COVID-19 : Des nano-leurres pour occuper le virus
Ces bioingénieurs de la North Carolina State University développent des leurres nanométriques ou nanoleurres de la protéine ACE2 présente sur les cellules hôtes, et sur laquelle se « plugge » le coronavirus SARS-CoV-2 pour les infecter. Dérivés de cellules sphéroïdes pulmonaires humaines (LSC) ces nanoleurres peuvent se lier et neutraliser le SRAS-CoV-2. En « faisant diversion, ils protègent les cellules pulmonaires de l'hôte contre l'infection. Ces travaux publiés dans la revue Nature Nanotechnology montrent, chez le macaque ces « fantômes » cellulaires augmentent de manière exponentielle la surface des faux sites de liaison pour piéger le virus.
Fabriqués à partir de cellules sphéroïdes pulmonaires humaines, les nanoleurres se montrent ici efficace sur le macaque modèle de COVID-19 à se lier au SARS-CoV-2 et à le neutraliser, en favorisant la clairance virale et en limitant considérablement les lésions pulmonaires. En imitant le récepteur auquel le virus se lie plutôt que de cibler le virus lui-même, la thérapie par nanoleurres promet également d’être efficace contre les variantes émergentes du virus.
Le SRAS-CoV-2 se lie aux nanoleurres, plus nombreux plutôt qu’à la cellule hôte
Le SRAS-CoV-2 pénètre dans une cellule lorsque sa protéine de pointe se lie au récepteur de l'enzyme de conversion de l'angiotensine 2 (ACE2) à la surface de la cellule. Les LSC, une combinaison naturelle de cellules souches épithéliales pulmonaires et de cellules mésenchymateuses expriment également la protéine ACE2. C’est à partir de ces LSC que les scientifiques développent ces nanoleurres, en les convertissant en nanovésicules, de minuscules bulles entourées d’une membrane cellulaire avec des récepteurs ACE2 et d'autres protéines spécifiques aux cellules pulmonaires à leur surface.
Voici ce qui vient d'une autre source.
// Licensed to the Apache Software Foundation (ASF) under one
// or more contributor license agreements.  See the NOTICE file
// distributed with this work for additional information
// regarding copyright ownership.  The ASF licenses this file
// to you under the Apache License, Version 2.0 (the
// "License"); you may not use this file except in compliance
// with the License.  You may obtain a copy of the License at
//
//   http://www.apache.org/licenses/LICENSE-2.0
//
// Unless required by applicable law or agreed to in writing,
// software distributed under the License is distributed on an
// "AS IS" BASIS, WITHOUT WARRANTIES OR CONDITIONS OF ANY
// KIND, either express or implied.  See the License for the
// specific language governing permissions and limitations
// under the License.

use crate::buffer::Reader;
use crate::error::Error;
use crate::leaf::dest::{CountFn, Destination, Prim, Primitive, Slot};
use crate::leaf::{Leaf, LeafType};
use crate::resolver::SchemaProvider;
use crate::rstreamer::RStreamer;
use crate::streamer_info::StreamerInfo;
use crate::value::Value;
use paste::paste;
use tracing::debug;

/// A decoder bound to one leaf and one destination.
pub trait RLeaf {
    fn leaf(&self) -> &Leaf;

    /// Decodes the leaf's next record into its destination.
    fn read_from_buffer(&mut self, reader: &mut Reader) -> Result<(), Error>;
}

/// Services the dispatcher needs from the enclosing record.
pub trait LeafContext {
    /// Entry count of the counter leaf called `leaf`, if one is bound.
    fn count_func(&self, leaf: &str) -> Option<CountFn>;

    fn schemas(&self) -> &dyn SchemaProvider;
}

/// Shortest encoding of a `Float16_t` or `Double32_t` value: exponent byte and mantissa.
const MIN_PACKED_WIDTH: usize = 3;

enum Target<T> {
    Scalar(Slot<T>),
    Array(Slot<Vec<T>>, usize),
    Slice(Slot<Vec<T>>, CountFn),
}

impl<T: Clone + Default> Target<T> {
    /// Decodes into the target, each value taking at least `width` bytes.
    fn fill<F>(&self, reader: &mut Reader, width: usize, mut read: F) -> Result<(), Error>
    where
        F: FnMut(&mut Reader) -> Result<T, Error>,
    {
        let (s, n) = match self {
            Target::Scalar(s) => {
                let v = read(reader)?;
                *s.borrow_mut() = v;
                return Ok(());
            }
            Target::Array(s, n) => (s, *n),
            Target::Slice(s, count) => (s, count()?),
        };
        reader.ensure_remaining(n, width)?;
        let mut v = s.borrow_mut();
        v.resize(n, T::default());
        for x in v.iter_mut() {
            *x = read(reader)?;
        }
        Ok(())
    }
}

/// Decoder of fixed-width numeric and boolean leaves.
pub struct RLeafNum<T: Primitive> {
    leaf: Leaf,
    target: Target<T>,
}

impl<T: Primitive> RLeaf for RLeafNum<T> {
    fn leaf(&self) -> &Leaf {
        &self.leaf
    }

    fn read_from_buffer(&mut self, reader: &mut Reader) -> Result<(), Error> {
        self.target.fill(reader, T::PRIM.width(), T::read)
    }
}

macro_rules! rleaf_aliases {
    ($($suffix:ident: $ty:ty),+ $(,)?) => {
        paste! {
            $(pub type [<RLeaf $suffix>] = RLeafNum<$ty>;)+
        }
    };
}

rleaf_aliases!(
    Bool: bool,
    I8: i8,
    U8: u8,
    I16: i16,
    U16: u16,
    I32: i32,
    U32: u32,
    I64: i64,
    U64: u64,
    F32: f32,
    F64: f64,
);

/// Decoder of `Float16_t` leaves.
pub struct RLeafF16 {
    leaf: Leaf,
    target: Target<f32>,
}

impl RLeaf for RLeafF16 {
    fn leaf(&self) -> &Leaf {
        &self.leaf
    }

    fn read_from_buffer(&mut self, reader: &mut Reader) -> Result<(), Error> {
        let elem = self.leaf.streamer_element();
        self.target.fill(reader, MIN_PACKED_WIDTH, |r| r.read_f16(elem))
    }
}

/// Decoder of `Double32_t` leaves.
pub struct RLeafD32 {
    leaf: Leaf,
    target: Target<f64>,
}

impl RLeaf for RLeafD32 {
    fn leaf(&self) -> &Leaf {
        &self.leaf
    }

    fn read_from_buffer(&mut self, reader: &mut Reader) -> Result<(), Error> {
        let elem = self.leaf.streamer_element();
        self.target.fill(reader, MIN_PACKED_WIDTH, |r| r.read_d32(elem))
    }
}

/// Decoder of string leaves.
pub struct RLeafStr {
    leaf: Leaf,
    target: Slot<String>,
}

impl RLeaf for RLeafStr {
    fn leaf(&self) -> &Leaf {
        &self.leaf
    }

    fn read_from_buffer(&mut self, reader: &mut Reader) -> Result<(), Error> {
        let s = reader.read_string()?;
        *self.target.borrow_mut() = s;
        Ok(())
    }
}

/// Decoder of schema-described leaves, backed by a run-time streamer.
pub struct RLeafElem {
    leaf: Leaf,
    streamer: Box<dyn RStreamer>,
}

impl RLeaf for RLeafElem {
    fn leaf(&self) -> &Leaf {
        &self.leaf
    }

    fn read_from_buffer(&mut self, reader: &mut Reader) -> Result<(), Error> {
        self.streamer.read(reader)
    }
}

/// Decoder of fixed-width leaves into a generic [`Value`], typed by the leaf itself.
struct RLeafValue {
    leaf: Leaf,
    prim: Prim,
    count: Option<CountFn>,
    target: Slot<Value>,
}

impl RLeafValue {
    fn read_one(&self, reader: &mut Reader) -> Result<Value, Error> {
        let v = match self.prim {
            Prim::Bool => Value::Bool(reader.read_bool()?),
            Prim::I8 => Value::I8(reader.read_i8()?),
            Prim::U8 => Value::U8(reader.read_u8()?),
            Prim::I16 => Value::I16(reader.read_i16()?),
            Prim::U16 => Value::U16(reader.read_u16()?),
            Prim::I32 => Value::I32(reader.read_i32()?),
            Prim::U32 => Value::U32(reader.read_u32()?),
            Prim::I64 => Value::I64(reader.read_i64()?),
            Prim::U64 => Value::U64(reader.read_u64()?),
            Prim::F32 if self.leaf.kind() == LeafType::F16 => {
                Value::F32(reader.read_f16(self.leaf.streamer_element())?)
            }
            Prim::F32 => Value::F32(reader.read_f32()?),
            Prim::F64 if self.leaf.kind() == LeafType::D32 => {
                Value::F64(reader.read_d32(self.leaf.streamer_element())?)
            }
            Prim::F64 => Value::F64(reader.read_f64()?),
        };
        Ok(v)
    }
}

impl RLeaf for RLeafValue {
    fn leaf(&self) -> &Leaf {
        &self.leaf
    }

    fn read_from_buffer(&mut self, reader: &mut Reader) -> Result<(), Error> {
        let value = match &self.count {
            None if self.leaf.is_scalar() => self.read_one(reader)?,
            count => {
                let n = match count {
                    Some(f) => f()?,
                    None => self.leaf.len(),
                };
                let width = match self.leaf.kind() {
                    LeafType::F16 | LeafType::D32 => MIN_PACKED_WIDTH,
                    _ => self.prim.width(),
                };
                reader.ensure_remaining(n, width)?;
                let mut values = Vec::with_capacity(n);
                for _ in 0..n {
                    values.push(self.read_one(reader)?);
                }
                Value::List(values)
            }
        };
        *self.target.borrow_mut() = value;
        Ok(())
    }
}

fn mismatch(leaf: &Leaf, dest: &Destination) -> Error {
    Error::bind_mismatch(
        leaf.name(),
        format!("{:?} leaf cannot decode into a {} destination", leaf.kind(), dest.kind()),
    )
}

fn counter(leaf: &Leaf, count: &str, ctx: &dyn LeafContext) -> Result<CountFn, Error> {
    ctx.count_func(count).ok_or_else(|| {
        Error::bind_mismatch(leaf.name(), format!("no counter leaf named {:?}", count))
    })
}

fn target<T: Primitive>(
    leaf: &Leaf,
    dest: Destination,
    ctx: &dyn LeafContext,
) -> Result<Target<T>, Error> {
    let kind = dest.kind();
    let shape_error = |reason: String| Error::bind_mismatch(leaf.name(), reason);
    let type_error = || {
        Error::bind_mismatch(
            leaf.name(),
            format!("{:?} leaf cannot decode into a {} destination", leaf.kind(), kind),
        )
    };
    match dest {
        Destination::Scalar(s) => {
            if !leaf.is_scalar() {
                return Err(shape_error(format!(
                    "array leaf cannot decode into scalar destination {}",
                    kind
                )));
            }
            T::from_scalar(s).map(Target::Scalar).ok_or_else(type_error)
        }
        Destination::Array(a, n) => {
            if let Some(count) = leaf.count() {
                return Err(shape_error(format!(
                    "leaf counted by {:?} cannot decode into fixed array {}",
                    count, kind
                )));
            }
            if leaf.len() != n {
                return Err(shape_error(format!(
                    "leaf has {} entries, destination {} has {}",
                    leaf.len(),
                    kind,
                    n
                )));
            }
            let s = T::from_array(a).ok_or_else(type_error)?;
            Ok(Target::Array(s, n))
        }
        Destination::Slice(a) => {
            let s = T::from_array(a).ok_or_else(type_error)?;
            match leaf.count() {
                Some(count) => Ok(Target::Slice(s, counter(leaf, count, ctx)?)),
                None => Ok(Target::Array(s, leaf.len())),
            }
        }
        Destination::String(_) | Destination::Value(_) => Err(type_error()),
    }
}

fn num<T: Primitive>(
    leaf: &Leaf,
    dest: Destination,
    ctx: &dyn LeafContext,
) -> Result<Box<dyn RLeaf>, Error> {
    Ok(Box::new(RLeafNum::<T> {
        leaf: leaf.clone(),
        target: target::<T>(leaf, dest, ctx)?,
    }))
}

/// Primitive decoded by a fixed-width leaf when the destination does not choose.
fn leaf_prim(leaf: &Leaf) -> Option<Prim> {
    let unsigned = leaf.is_unsigned();
    let prim = match leaf.kind() {
        LeafType::O => Prim::Bool,
        LeafType::B if unsigned => Prim::U8,
        LeafType::B => Prim::I8,
        LeafType::S if unsigned => Prim::U16,
        LeafType::S => Prim::I16,
        LeafType::I if unsigned => Prim::U32,
        LeafType::I => Prim::I32,
        LeafType::L if unsigned => Prim::U64,
        LeafType::L => Prim::I64,
        LeafType::F | LeafType::F16 => Prim::F32,
        LeafType::D | LeafType::D32 => Prim::F64,
        LeafType::C | LeafType::Element => return None,
    };
    Some(prim)
}

/// Binds `leaf` to `dest` and returns its decoder.
///
/// For integer leaves the signedness of the destination wins over the leaf's
/// own flag. Element leaves are decoded by the run-time streamer of `si`
/// (the whole object for a negative id), wired to their counter through `ctx`
/// when the element is counted. Incompatible kinds or shapes fail here, never
/// while decoding.
pub fn bind(
    leaf: &Leaf,
    si: Option<&StreamerInfo>,
    dest: Destination,
    ctx: &dyn LeafContext,
) -> Result<Box<dyn RLeaf>, Error> {
    let rleaf: Box<dyn RLeaf> = match (leaf.kind(), dest.prim()) {
        (LeafType::Element, _) => bind_element(leaf, si, dest, ctx)?,
        (LeafType::C, _) => match dest {
            Destination::String(target) if leaf.is_scalar() => Box::new(RLeafStr {
                leaf: leaf.clone(),
                target,
            }),
            dest => return Err(mismatch(leaf, &dest)),
        },
        (_, None) => match dest {
            Destination::Value(target) => {
                let prim = leaf_prim(leaf).ok_or_else(|| {
                    Error::bind_mismatch(leaf.name(), "leaf has no fixed-width encoding")
                })?;
                let count = match leaf.count() {
                    Some(count) => Some(counter(leaf, count, ctx)?),
                    None => None,
                };
                Box::new(RLeafValue {
                    leaf: leaf.clone(),
                    prim,
                    count,
                    target,
                })
            }
            dest => return Err(mismatch(leaf, &dest)),
        },
        (LeafType::O, Some(Prim::Bool)) => num::<bool>(leaf, dest, ctx)?,
        (LeafType::B, Some(Prim::I8)) => num::<i8>(leaf, dest, ctx)?,
        (LeafType::B, Some(Prim::U8)) => num::<u8>(leaf, dest, ctx)?,
        (LeafType::S, Some(Prim::I16)) => num::<i16>(leaf, dest, ctx)?,
        (LeafType::S, Some(Prim::U16)) => num::<u16>(leaf, dest, ctx)?,
        (LeafType::I, Some(Prim::I32)) => num::<i32>(leaf, dest, ctx)?,
        (LeafType::I, Some(Prim::U32)) => num::<u32>(leaf, dest, ctx)?,
        (LeafType::L, Some(Prim::I64)) => num::<i64>(leaf, dest, ctx)?,
        (LeafType::L, Some(Prim::U64)) => num::<u64>(leaf, dest, ctx)?,
        (LeafType::F, Some(Prim::F32)) => num::<f32>(leaf, dest, ctx)?,
        (LeafType::D, Some(Prim::F64)) => num::<f64>(leaf, dest, ctx)?,
        (LeafType::F16, Some(Prim::F32)) => Box::new(RLeafF16 {
            leaf: leaf.clone(),
            target: target::<f32>(leaf, dest, ctx)?,
        }),
        (LeafType::D32, Some(Prim::F64)) => Box::new(RLeafD32 {
            leaf: leaf.clone(),
            target: target::<f64>(leaf, dest, ctx)?,
        }),
        (_, Some(_)) => return Err(mismatch(leaf, &dest)),
    };
    debug!(leaf = leaf.name(), kind = ?leaf.kind(), "bound leaf decoder");
    Ok(rleaf)
}

fn bind_element(
    leaf: &Leaf,
    si: Option<&StreamerInfo>,
    dest: Destination,
    ctx: &dyn LeafContext,
) -> Result<Box<dyn RLeaf>, Error> {
    let si = si.ok_or_else(|| {
        Error::bind_mismatch(leaf.name(), "element leaf bound without a streamer info")
    })?;
    let mut streamer = match usize::try_from(leaf.id()) {
        Ok(id) => si.rstreamer_of(ctx.schemas(), id)?,
        Err(_) => si.new_rstreamer(ctx.schemas())?,
    };
    streamer.bind(dest)?;
    match (streamer.needs_count(), leaf.count()) {
        (true, Some(count)) => streamer.count(counter(leaf, count, ctx)?)?,
        (true, None) => {
            return Err(Error::bind_mismatch(
                leaf.name(),
                "counted element leaf declares no counter leaf",
            ))
        }
        (false, Some(count)) => {
            return Err(Error::bind_mismatch(
                leaf.name(),
                format!("element is not counted but leaf names counter {:?}", count),
            ))
        }
        (false, None) => {}
    }
    Ok(Box::new(RLeafElem {
        leaf: leaf.clone(),
        streamer,
    }))
}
« De fausses serrures qui se lient et piègent le virus, l'empêchant d'infecter les cellules hôtes et de se répliquer, et le système immunitaire du corps s'occupe du reste »,
résume l’auteur principal, le dr Ke Cheng, professeur émérite de médecine régénérative à la North Carolina State University et professeur de génie biomédical à Chapel Hill.
La protéine de pointe du virus se laisse abuser et se lie aux récepteurs ACE2 sur les leurres, montre l’équipe de recherche, in vitro, puis chez une souris modèle à qui les leurres ont été délivrés par inhalation. Chez la souris, ces nanoleurres restent environ 72 heures dans les poumons, suffisamment longtemps pour accélérer la clairance virale. Enfin, 3è étape, chez un modèle macaque, la thérapie par inhalation accélère également la clairance virale et réduit l'inflammation et la fibrose dans les poumons.
- Aucune toxicité n’est constatée chez la souris ou le macaque, mais cela reste à confirmer par de futurs essais cliniques de phase I chez l’Homme.
1 LCS peut générer environ 11.000 nanoleurres, c’est le deuxième atout spectaculaire de cette stratégie thérapeutique. Et le déploiement de millions de ces leurres augmente de manière exponentielle la surface des faux sites de liaison pour piéger le virus,
leur petite taille les transforme essentiellement en petites « collations » pour les macrophages qui n’en font qu’une bouchée.
Mais ce n’est pas tout : 3 autres avantages thérapeutiques sont mis en avant par ces scientifiques :
- les nanoleurres peuvent être délivrés de manière non invasive aux poumons par inhalation ;
- étant acellulaires, les nanoleurres peuvent être facilement conservés avec une grande stabilité et sur une longue durée ;
- les LSC sont déjà utilisées dans d'autres essais cliniques, leur utilisation dans ce contexte pourrait donc être facilité
Le paradigme ici est de se concentrer sur les défenses du corps plutôt que sur le virus qui va d’ailleurs continuer à muter, soulignent les auteurs.